Data is your strategic asset your organization knows this! You’ve deployed a state-of-the-art big data platform to enable your organization to collect, store, transform, and analyze the enterprise data to gain competitive advantage against your competitors and you are winning! Briefly, your state-of-the-art big data platform looks like this:
Your organization has taken advantage of a Hadoop Distributed File System (HDFS) to collect and store your data economically with scalability. You’ve offloaded your complex ETL jobs to Hadoop. As a result, higher value data is discovered, transformed, and moved to your enterprise Data Warehouse (EDW) / Analytics platform to support operational reporting, business intelligence, and ad hoc data analysis.
Your organization nonetheless faces significant challenges. With your massive data set sitting in the data lake, you cant extract business insight out of it quickly.
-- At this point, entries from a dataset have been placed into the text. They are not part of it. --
//! Error taxonomy for simulation runs.
//!
//! Precondition violations are rejected before any simulation work begins;
//! no partial result is ever returned. `HorizonExceeded` and `ZeroSpan`
//! are internal-invariant failures that should not occur for valid input
//! but are reported distinctly rather than surfaced as truncated or
//! NaN-filled results.

use thiserror::Error;

/// Reasons a simulation run is refused or aborted.
#[derive(Debug, Clone, PartialEq, Eq, Error)]
pub enum SimulationError {
    /// The input process set is empty.
    #[error("process set is empty")]
    EmptyProcessSet,

    /// Round Robin was invoked with a quantum of zero or less.
    #[error("round robin quantum must be positive (got {0})")]
    NonPositiveQuantum(i64),

    /// Priority scheduling was requested for a process without a priority.
    #[error("process '{0}' has no priority value")]
    MissingPriority(String),

    /// Priority scheduling was requested with a non-positive priority value.
    #[error("process '{id}' has non-positive priority {priority}")]
    NonPositivePriority {
        /// Offending process identifier.
        id: String,
        /// The rejected priority value.
        priority: i32,
    },

    /// A preemptive simulation ran past its defensive time ceiling.
    ///
    /// For valid input the ceiling is unreachable; hitting it means a
    /// scheduling invariant was broken.
    #[error("simulation exceeded the safety horizon of {horizon} ticks")]
    HorizonExceeded {
        /// The ceiling that was exceeded, in ticks.
        horizon: i64,
    },

    /// The completed timeline has zero span, so metrics are undefined.
    #[error("timeline span is zero; metrics are undefined")]
    ZeroSpan,
}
Specifically, you have lots of tables in your Hive database, some of which are storing billions of rows and countless numbers of columns, and you’re using Hive to support your user community to access the data lake.
Your user community struggles with these typical problems with on daily basis:
- Users can’t run all the queries they want.
- Users are unable to extract business insights in time; queries takes too long and are hard to scale.
- Users are unable to perform advanced analytics to analyze data.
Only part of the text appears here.